TASK OBJECTIVE
Starting with the line that has "scanning for content.", retype each line down to the end of the entries below, without leaving any out or adding any.

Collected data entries
________________________

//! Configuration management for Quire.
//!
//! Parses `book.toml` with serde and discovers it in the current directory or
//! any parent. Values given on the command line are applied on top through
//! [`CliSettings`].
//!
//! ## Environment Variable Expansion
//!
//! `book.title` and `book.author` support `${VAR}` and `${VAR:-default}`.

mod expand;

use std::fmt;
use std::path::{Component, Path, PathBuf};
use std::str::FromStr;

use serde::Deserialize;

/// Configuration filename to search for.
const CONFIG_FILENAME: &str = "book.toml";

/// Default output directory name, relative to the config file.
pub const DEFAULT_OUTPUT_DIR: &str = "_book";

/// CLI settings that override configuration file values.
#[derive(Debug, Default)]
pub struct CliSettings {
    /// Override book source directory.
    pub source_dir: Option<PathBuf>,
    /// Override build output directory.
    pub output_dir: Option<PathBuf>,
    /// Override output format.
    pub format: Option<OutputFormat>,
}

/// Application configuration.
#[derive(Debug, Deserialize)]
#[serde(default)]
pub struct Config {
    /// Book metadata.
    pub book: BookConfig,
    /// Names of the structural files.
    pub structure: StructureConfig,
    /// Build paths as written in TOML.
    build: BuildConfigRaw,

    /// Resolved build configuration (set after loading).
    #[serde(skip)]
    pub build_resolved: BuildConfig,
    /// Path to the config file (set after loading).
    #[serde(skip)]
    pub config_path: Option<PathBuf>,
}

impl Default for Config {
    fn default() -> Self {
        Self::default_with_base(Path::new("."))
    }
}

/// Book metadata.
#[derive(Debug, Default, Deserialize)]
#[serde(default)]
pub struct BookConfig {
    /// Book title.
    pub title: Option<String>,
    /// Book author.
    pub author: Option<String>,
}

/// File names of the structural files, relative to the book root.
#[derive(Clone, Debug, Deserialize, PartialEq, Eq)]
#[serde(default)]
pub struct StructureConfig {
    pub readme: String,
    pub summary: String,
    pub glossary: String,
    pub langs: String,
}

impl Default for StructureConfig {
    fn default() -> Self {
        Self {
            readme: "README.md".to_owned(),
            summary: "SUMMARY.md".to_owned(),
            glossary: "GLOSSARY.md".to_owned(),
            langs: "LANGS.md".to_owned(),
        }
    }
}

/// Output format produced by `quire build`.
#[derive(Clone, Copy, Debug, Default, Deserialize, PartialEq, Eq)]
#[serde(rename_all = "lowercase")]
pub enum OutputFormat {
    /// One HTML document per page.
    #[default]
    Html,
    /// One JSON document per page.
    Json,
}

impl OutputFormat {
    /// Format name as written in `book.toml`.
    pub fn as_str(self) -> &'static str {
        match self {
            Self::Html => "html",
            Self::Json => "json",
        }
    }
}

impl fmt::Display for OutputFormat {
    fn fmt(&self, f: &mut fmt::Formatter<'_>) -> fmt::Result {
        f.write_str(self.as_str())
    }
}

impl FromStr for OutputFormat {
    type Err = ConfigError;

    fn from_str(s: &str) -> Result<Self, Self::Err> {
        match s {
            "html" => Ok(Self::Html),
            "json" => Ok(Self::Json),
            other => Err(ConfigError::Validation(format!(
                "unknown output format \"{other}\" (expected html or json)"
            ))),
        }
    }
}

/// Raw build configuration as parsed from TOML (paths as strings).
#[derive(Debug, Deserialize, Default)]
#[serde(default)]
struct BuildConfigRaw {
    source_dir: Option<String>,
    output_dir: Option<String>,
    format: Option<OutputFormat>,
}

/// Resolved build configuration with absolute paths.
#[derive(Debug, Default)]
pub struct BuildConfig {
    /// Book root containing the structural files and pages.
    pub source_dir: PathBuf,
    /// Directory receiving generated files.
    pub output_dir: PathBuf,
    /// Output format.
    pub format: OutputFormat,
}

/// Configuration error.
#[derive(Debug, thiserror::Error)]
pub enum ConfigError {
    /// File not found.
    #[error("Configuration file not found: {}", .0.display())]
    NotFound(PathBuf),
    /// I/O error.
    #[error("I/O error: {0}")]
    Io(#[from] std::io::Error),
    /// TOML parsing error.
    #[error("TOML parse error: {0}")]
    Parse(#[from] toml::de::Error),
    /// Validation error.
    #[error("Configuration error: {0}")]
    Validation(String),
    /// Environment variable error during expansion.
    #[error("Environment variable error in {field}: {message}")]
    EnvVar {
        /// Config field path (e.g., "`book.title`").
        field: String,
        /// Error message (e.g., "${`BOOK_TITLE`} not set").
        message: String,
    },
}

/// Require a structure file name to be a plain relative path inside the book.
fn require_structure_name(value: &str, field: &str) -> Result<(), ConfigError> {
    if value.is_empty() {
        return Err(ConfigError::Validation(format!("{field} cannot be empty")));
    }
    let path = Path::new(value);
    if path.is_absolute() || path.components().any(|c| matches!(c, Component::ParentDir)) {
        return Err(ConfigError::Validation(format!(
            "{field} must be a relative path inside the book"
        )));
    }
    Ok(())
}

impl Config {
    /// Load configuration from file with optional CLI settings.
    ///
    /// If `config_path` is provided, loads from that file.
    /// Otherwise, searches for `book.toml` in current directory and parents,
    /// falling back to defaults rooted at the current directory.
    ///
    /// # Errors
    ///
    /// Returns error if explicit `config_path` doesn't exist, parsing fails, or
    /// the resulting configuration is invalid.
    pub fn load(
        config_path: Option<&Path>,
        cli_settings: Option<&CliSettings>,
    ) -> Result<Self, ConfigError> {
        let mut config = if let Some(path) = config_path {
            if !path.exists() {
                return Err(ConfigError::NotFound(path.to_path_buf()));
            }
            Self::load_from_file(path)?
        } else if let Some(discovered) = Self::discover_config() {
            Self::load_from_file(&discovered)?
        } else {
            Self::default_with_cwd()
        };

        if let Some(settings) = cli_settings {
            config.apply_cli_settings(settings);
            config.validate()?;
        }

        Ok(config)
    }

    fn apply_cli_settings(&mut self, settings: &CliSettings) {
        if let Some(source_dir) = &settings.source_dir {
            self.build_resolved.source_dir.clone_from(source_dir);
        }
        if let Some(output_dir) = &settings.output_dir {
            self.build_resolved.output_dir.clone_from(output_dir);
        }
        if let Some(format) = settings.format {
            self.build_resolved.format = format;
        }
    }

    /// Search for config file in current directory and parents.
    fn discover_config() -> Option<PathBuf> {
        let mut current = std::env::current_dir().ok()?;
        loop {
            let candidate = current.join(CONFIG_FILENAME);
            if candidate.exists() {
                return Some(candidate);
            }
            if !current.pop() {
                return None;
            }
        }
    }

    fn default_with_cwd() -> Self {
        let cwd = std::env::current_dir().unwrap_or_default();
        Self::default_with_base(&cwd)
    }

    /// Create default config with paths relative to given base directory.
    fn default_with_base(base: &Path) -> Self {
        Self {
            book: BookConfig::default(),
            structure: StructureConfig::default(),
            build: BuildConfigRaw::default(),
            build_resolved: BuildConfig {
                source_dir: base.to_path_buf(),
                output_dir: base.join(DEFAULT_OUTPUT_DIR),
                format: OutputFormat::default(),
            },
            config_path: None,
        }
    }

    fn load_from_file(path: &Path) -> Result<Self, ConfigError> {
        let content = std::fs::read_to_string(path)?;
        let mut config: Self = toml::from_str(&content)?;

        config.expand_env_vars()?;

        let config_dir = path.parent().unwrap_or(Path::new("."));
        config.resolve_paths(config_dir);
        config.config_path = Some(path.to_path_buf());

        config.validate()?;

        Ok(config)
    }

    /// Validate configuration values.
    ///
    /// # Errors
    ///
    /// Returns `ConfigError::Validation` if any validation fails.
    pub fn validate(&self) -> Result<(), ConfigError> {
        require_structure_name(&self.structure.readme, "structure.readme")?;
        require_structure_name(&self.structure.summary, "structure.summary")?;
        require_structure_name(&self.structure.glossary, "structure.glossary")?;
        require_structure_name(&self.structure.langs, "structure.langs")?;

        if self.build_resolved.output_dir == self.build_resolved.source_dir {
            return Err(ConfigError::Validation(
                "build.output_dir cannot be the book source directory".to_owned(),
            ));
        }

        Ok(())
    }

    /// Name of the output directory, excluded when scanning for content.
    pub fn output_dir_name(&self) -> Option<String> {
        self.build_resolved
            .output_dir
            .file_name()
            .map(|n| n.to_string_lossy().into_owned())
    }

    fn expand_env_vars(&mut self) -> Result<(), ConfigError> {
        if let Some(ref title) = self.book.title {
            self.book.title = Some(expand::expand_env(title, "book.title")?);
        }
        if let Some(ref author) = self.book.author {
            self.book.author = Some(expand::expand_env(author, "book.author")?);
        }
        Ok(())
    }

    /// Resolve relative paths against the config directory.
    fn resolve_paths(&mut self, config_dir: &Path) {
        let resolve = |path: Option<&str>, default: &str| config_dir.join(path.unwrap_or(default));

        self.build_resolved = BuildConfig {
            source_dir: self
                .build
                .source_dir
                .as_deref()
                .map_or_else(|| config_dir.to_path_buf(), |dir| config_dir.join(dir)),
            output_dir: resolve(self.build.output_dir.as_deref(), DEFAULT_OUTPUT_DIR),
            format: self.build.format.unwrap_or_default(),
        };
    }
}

________________________

WRITTEN RESPONSE
    /// Name of the output directory, excluded when scanning for content.
    pub fn output_dir_name(&self) -> Option<String> {
        self.build_resolved
            .output_dir
            .file_name()
            .map(|n| n.to_string_lossy().into_owned())
    }

    fn expand_env_vars(&mut self) -> Result<(), ConfigError> {
        if let Some(ref title) = self.book.title {
            self.book.title = Some(expand::expand_env(title, "book.title")?);
        }
        if let Some(ref author) = self.book.author {
            self.book.author = Some(expand::expand_env(author, "book.author")?);
        }
        Ok(())
    }

    /// Resolve relative paths against the config directory.
    fn resolve_paths(&mut self, config_dir: &Path) {
        let resolve = |path: Option<&str>, default: &str| config_dir.join(path.unwrap_or(default));

        self.build_resolved = BuildConfig {
            source_dir: self
                .build
                .source_dir
                .as_deref()
                .map_or_else(|| config_dir.to_path_buf(), |dir| config_dir.join(dir)),
            output_dir: resolve(self.build.output_dir.as_deref(), DEFAULT_OUTPUT_DIR),
            format: self.build.format.unwrap_or_default(),
        };
    }
}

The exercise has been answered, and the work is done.